The one obvious result, of course, will be that we will see more answers to prayer, and we will experience the great joy in the Lord that follows (Jn. 16:24). But there are also other results. Here are three things that I can think of:
Importune Prayer will become Easier
The more you pray with importunity, the easier it will be to continue to pray with importunity. Not that importune prayer is ever easy, but the first few experiences of it will tend to pave the road and make the way smoother for more and more importune prayer. For when you have that prayer experience behind you, you will have gained the insight that makes your prayers more importunate.
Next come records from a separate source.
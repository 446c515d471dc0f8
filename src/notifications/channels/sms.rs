//! SMS notification channel
//!
//! Sends alerts through a Twilio-compatible REST API, one message per
//! configured recipient number.

use async_trait::async_trait;
use reqwest::Client;
use std::time::Duration;
use tracing::debug;

use super::{Channel, ChannelError, ChannelResult, DeliveryStatus};

/// SMS channel configuration
#[derive(Debug, Clone)]
pub struct SmsConfig {
    pub account_sid: String,
    pub auth_token: String,
    /// Sender number
    pub from: String,
    /// Recipient numbers
    pub recipients: Vec<String>,
    /// API base URL
    pub api_base: String,
    /// Request timeout in seconds
    pub timeout_secs: u64,
}

impl SmsConfig {
    pub fn new(
        account_sid: impl Into<String>,
        auth_token: impl Into<String>,
        from: impl Into<String>,
        recipients: Vec<String>,
    ) -> Self {
        Self {
            account_sid: account_sid.into(),
            auth_token: auth_token.into(),
            from: from.into(),
            recipients,
            api_base: "https://api.twilio.com".to_string(),
            timeout_secs: 10,
        }
    }

    /// Override the API base URL
    pub fn with_api_base(mut self, api_base: impl Into<String>) -> Self {
        self.api_base = api_base.into();
        self
    }

    /// Validate configuration
    pub fn validate(&self) -> Result<(), String> {
        if self.account_sid.is_empty() || self.auth_token.is_empty() {
            return Err("SMS account credentials cannot be empty".to_string());
        }
        if self.from.is_empty() {
            return Err("SMS sender number cannot be empty".to_string());
        }
        if self.recipients.is_empty() {
            return Err("SMS channel needs at least one recipient".to_string());
        }
        Ok(())
    }

    fn messages_url(&self) -> String {
        format!(
            "{}/2010-04-01/Accounts/{}/Messages.json",
            self.api_base.trim_end_matches('/'),
            self.account_sid
        )
    }
}

/// SMS notification channel
pub struct SmsChannel {
    config: SmsConfig,
    client: Client,
}

impl SmsChannel {
    pub fn new(config: SmsConfig) -> ChannelResult<Self> {
        config.validate().map_err(ChannelError::InvalidConfig)?;

        let client = Client::builder()
            .timeout(Duration::from_secs(config.timeout_secs))
            .build()
            .map_err(|e| ChannelError::Other(format!("failed to create HTTP client: {e}")))?;

        Ok(Self { config, client })
    }

    async fn send_one(&self, to: &str, body: &str) -> ChannelResult<()> {
        let params = [("To", to), ("From", self.config.from.as_str()), ("Body", body)];

        let response = self
            .client
            .post(self.config.messages_url())
            .basic_auth(&self.config.account_sid, Some(&self.config.auth_token))
            .form(&params)
            .send()
            .await?;

        if response.status().is_success() {
            debug!(to, "SMS notification sent");
            Ok(())
        } else {
            Err(ChannelError::Other(format!(
                "HTTP {} from SMS API for {to}",
                response.status()
            )))
        }
    }
}

#[async_trait]
impl Channel for SmsChannel {
    fn name(&self) -> &str {
        "sms"
    }

    async fn send(&self, _title: &str, message: &str) -> ChannelResult<DeliveryStatus> {
        let mut failures = Vec::new();
        for recipient in &self.config.recipients {
            if let Err(e) = self.send_one(recipient, message).await {
                failures.push(e.to_string());
            }
        }

        if failures.is_empty() {
            Ok(DeliveryStatus::success("sms"))
        } else {
            Ok(DeliveryStatus::failure("sms", failures.join("; ")))
        }
    }
}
Accordingly, with this experience, you will pray with more patience and strength, and with more ability to press on in prayer, even when it seems hopeless. You will have developed more passion for others, and your prayers will be more energized by the Holy Spirit. You won’t get discouraged in prayer as much as you use to, and you will have more discipline in keeping your regular prayer times. Over all, you will naturally pray with more intensity and heart.
Friendships are Strengthened
When you pray for your friends with importunity you will always strengthen your friendship with them—prayer always tends to deepen relationships. But the most exciting part of praying for friends is the fact that we not only deepen our friendships with them, we also, at the same time, strengthen our friendship with God; for God loves all people and He loves it when we befriend each other.
We will become more Christ-like
Waiting and trusting in God with importunity is what Jesus did His whole life. When we practice importune prayer we are living and praying as Christ did.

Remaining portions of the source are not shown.